Mao's practice on building the united front of classes in oppressed countries, and eir theoretical writings on this topic contributed to our line on the subject and the development of point 3. We can also take lessons from the rectification movement of the Communist Party of the Philippines to find universal line lessons on united front building. However, in practice, who to form united fronts with is really a strategic question, as the answer may change as the strategic stage of struggle changes.

Mao's contribution on united front work was based on the assessment of the principal contradiction being between the oppressed nations and imperialism. Some seventy years later, we can say this is still the situation. But someday it will change. That is what makes our point 3 a strategic question and not a universal line question. From the early days of MIM, differences on the assessment of the principal contradiction have been a primary point of criticism MIM made of revisionist parties. That said, MIM never said the principal contradiction or united front was a cardinal principle.

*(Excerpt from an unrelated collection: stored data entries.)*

use crate::containers::{BillsContainer, NewBillContainer};
use crate::error::{Error, Result};
use crate::view_root::{NavIcon, ViewHandle};
use crate::views;
use billed_store::RemoteStore;
use billed_types::{Session, UserType};
use std::sync::Arc;

/// The fixed set of path tokens the dispatcher knows, built once and
/// immutable thereafter.
#[derive(Debug, Clone, Copy, PartialEq, Eq)]
pub enum RoutePath {
    Bills,
    NewBill,
    Dashboard,
}

impl RoutePath {
    pub fn token(&self) -> &'static str {
        match self {
            RoutePath::Bills => "#employee/bills",
            RoutePath::NewBill => "#employee/bill/new",
            RoutePath::Dashboard => "#admin/dashboard",
        }
    }

    /// Exact-token lookup; anything else is not a route.
    pub fn parse(token: &str) -> Option<Self> {
        match token {
            "#employee/bills" => Some(RoutePath::Bills),
            "#employee/bill/new" => Some(RoutePath::NewBill),
            "#admin/dashboard" => Some(RoutePath::Dashboard),
            _ => None,
        }
    }

    /// Navigation icon highlighted for this view. The admin dashboard has
    /// no entry in the employee vertical layout.
    pub fn icon(&self) -> Option<NavIcon> {
        match self {
            RoutePath::Bills => Some(NavIcon::Window),
            RoutePath::NewBill => Some(NavIcon::Mail),
            RoutePath::Dashboard => None,
        }
    }
}

/// Initial-load default resolution: a pure function of the current token
/// and the session role. An empty token lands an employee on the bill
/// list and everyone else on the dashboard; a non-empty token stands.
pub fn default_route<'a>(token: &'a str, user_type: UserType) -> &'a str {
    if !token.is_empty() {
        return token;
    }
    match user_type {
        UserType::Employee => RoutePath::Bills.token(),
        UserType::Admin => RoutePath::Dashboard.token(),
    }
}

struct DispatcherInner {
    view: ViewHandle,
    store: Option<Arc<dyn RemoteStore>>,
    session: Session,
}

/// The view dispatcher: owns the token→view mapping and the only entry
/// point that swaps the mounted view.
///
/// Containers do not hold the dispatcher itself; they are handed a
/// [`Navigator`] capability at construction, which is all they need to
/// trigger a transition.
pub struct Dispatcher {
    inner: Arc<DispatcherInner>,
}

impl Dispatcher {
    pub fn new(view: ViewHandle, store: Option<Arc<dyn RemoteStore>>, session: Session) -> Self {
        Dispatcher {
            inner: Arc::new(DispatcherInner {
                view,
                store,
                session,
            }),
        }
    }

    /// Capability handle for containers.
    pub fn navigator(&self) -> Navigator {
        Navigator {
            inner: Arc::clone(&self.inner),
        }
    }

    pub fn view(&self) -> &ViewHandle {
        &self.inner.view
    }

    /// Swap the mounted view to the one registered for `token`.
    ///
    /// An unknown token fails with [`Error::RouteNotFound`] and leaves the
    /// prior view intact: no content write, no icon change, no epoch bump
    /// (pending fetches for the mounted view stay valid). The caller logs
    /// it; nothing here is fatal.
    pub async fn navigate(&self, token: &str) -> Result<()> {
        navigate_inner(&self.inner, token).await
    }
}

/// Cloneable navigation capability, the one thing every container receives
/// instead of a globally reachable entry point.
#[derive(Clone)]
pub struct Navigator {
    inner: Arc<DispatcherInner>,
}

impl Navigator {
    pub async fn navigate(&self, token: &str) -> Result<()> {
        navigate_inner(&self.inner, token).await
    }
}

async fn navigate_inner(inner: &Arc<DispatcherInner>, token: &str) -> Result<()> {
    let route = RoutePath::parse(token).ok_or_else(|| Error::RouteNotFound(token.to_string()))?;

    let epoch = inner.view.begin_mount(route.icon());
    let navigator = Navigator {
        inner: Arc::clone(inner),
    };

    match route {
        RoutePath::Bills => {
            inner.view.set_content(epoch, views::loading_ui());

            let container = BillsContainer::new(
                inner.view.clone(),
                navigator,
                inner.store.clone(),
                inner.session.clone(),
            );
            let content = match container.get_bills().await {
                Ok(rows) => views::bills_ui(&rows),
                Err(err) => views::error_ui(&err.to_string()),
            };
            inner.view.set_content(epoch, content);
        }
        RoutePath::NewBill => {
            let container = NewBillContainer::new(
                inner.view.clone(),
                navigator,
                inner.store.clone(),
                inner.session.clone(),
            );
            inner.view.set_content(epoch, views::new_bill_ui(&container.form));
        }
        RoutePath::Dashboard => {
            inner.view.set_content(epoch, views::dashboard_ui());
        }
    }

    Ok(())
}

#[cfg(test)]
mod tests {
    use super::*;
    use billed_store::{FailingStore, MemoryStore};
    use billed_types::{BillStatus, DraftBill, ExpenseType};

    fn dispatcher_with(store: Option<Arc<dyn RemoteStore>>) -> Dispatcher {
        Dispatcher::new(ViewHandle::new(), store, Session::employee("a@a"))
    }

    #[test]
    fn default_route_is_role_aware() {
        assert_eq!(default_route("", UserType::Employee), "#employee/bills");
        assert_eq!(default_route("", UserType::Admin), "#admin/dashboard");
        assert_eq!(
            default_route("#employee/bill/new", UserType::Employee),
            "#employee/bill/new"
        );
    }

    #[tokio::test]
    async fn bills_navigation_highlights_the_window_icon() {
        let dispatcher = dispatcher_with(None);
        dispatcher.navigate("#employee/bills").await.unwrap();

        assert_eq!(dispatcher.view().active_icon(), Some(NavIcon::Window));
        assert!(dispatcher.view().content().contains("Mes notes de frais"));
        // Rendered nav carries exactly one active marker.
        assert_eq!(dispatcher.view().rendered().matches("[x]").count(), 1);
    }

    #[tokio::test]
    async fn new_bill_navigation_highlights_the_mail_icon() {
        let dispatcher = dispatcher_with(None);
        dispatcher.navigate("#employee/bill/new").await.unwrap();

        assert_eq!(dispatcher.view().active_icon(), Some(NavIcon::Mail));
        assert!(dispatcher
            .view()
            .content()
            .contains("Envoyer une note de frais"));
        assert_eq!(dispatcher.view().rendered().matches("[x]").count(), 1);
    }

    #[tokio::test]
    async fn unknown_token_leaves_the_mounted_view_intact() {
        let dispatcher = dispatcher_with(None);
        dispatcher.navigate("#employee/bills").await.unwrap();
        let before = dispatcher.view().rendered();

        let err = dispatcher.navigate("#employee/unknown").await.unwrap_err();
        assert!(matches!(err, Error::RouteNotFound(_)));
        assert_eq!(dispatcher.view().rendered(), before);
        assert_eq!(dispatcher.view().active_icon(), Some(NavIcon::Window));
    }

    #[tokio::test]
    async fn list_rejection_renders_the_error_page_verbatim() {
        for message in ["Erreur 404", "Erreur 500"] {
            let store: Arc<dyn RemoteStore> = Arc::new(FailingStore::new(message));
            let dispatcher = dispatcher_with(Some(store));
            dispatcher.navigate("#employee/bills").await.unwrap();

            let displayed = dispatcher.view().rendered();
            assert!(displayed.contains("Erreur"));
            assert!(displayed.contains(message));
        }
    }

    #[tokio::test]
    async fn fetched_bills_render_sorted_with_display_fields() {
        let store: Arc<dyn RemoteStore> = Arc::new(MemoryStore::with_bills(vec![
            DraftBill {
                email: "a@a".to_string(),
                expense_type: ExpenseType::Transports,
                name: "test1".to_string(),
                amount: 100,
                date: "2001-01-01".to_string(),
                vat: "".to_string(),
                pct: 20,
                commentary: String::new(),
                file_url: None,
                file_name: None,
                status: BillStatus::Pending,
            }
            .into_bill("b1".to_string()),
            DraftBill {
                email: "a@a".to_string(),
                expense_type: ExpenseType::Services,
                name: "encore".to_string(),
                amount: 400,
                date: "2004-04-04".to_string(),
                vat: "".to_string(),
                pct: 20,
                commentary: String::new(),
                file_url: None,
                file_name: None,
                status: BillStatus::Refused,
            }
            .into_bill("b2".to_string()),
        ]));

        let dispatcher = dispatcher_with(Some(store));
        dispatcher.navigate("#employee/bills").await.unwrap();

        let content = dispatcher.view().content();
        let encore = content.find("encore").unwrap();
        let test1 = content.find("test1").unwrap();
        assert!(encore < test1, "most recent bill renders first");
        assert!(content.contains("4 Avr. 04"));
        assert!(content.contains("En attente"));
        assert!(content.contains("Refusé"));
    }

    #[tokio::test]
    async fn dashboard_is_the_admin_landing_view() {
        let dispatcher = Dispatcher::new(
            ViewHandle::new(),
            None,
            Session {
                user_type: UserType::Admin,
                email: "admin@test.tld".to_string(),
            },
        );
        dispatcher.navigate("#admin/dashboard").await.unwrap();
        assert_eq!(dispatcher.view().active_icon(), None);
        assert!(dispatcher.view().content().contains("Validations"));
    }
}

In our point 2, we point out the need for a Joint Dictatorship of the Proletariat of the Oppressed Nations (JDPON) in order to implement socialism in the imperialist countries. This is MIM Thought, a logical application of MIM's line on the labor aristocracy to the universal communist principle of the need for a dictatorship of the proletariat. It is also a strategy question, that does not necessarily have universal application.

Who Defines the Cardinals?

"The materialist approach to cardinal principles stresses an examination of actual history, not just our own vivid imaginations of how the world SHOULD BE. We materialists do not take splitting the proletariat and its vanguard party lightly. We form only as many cardinal principles as are necessary to unmask the enemy's attempts to infiltrate us or divert us to a less efficient road to communism." - MC5(1)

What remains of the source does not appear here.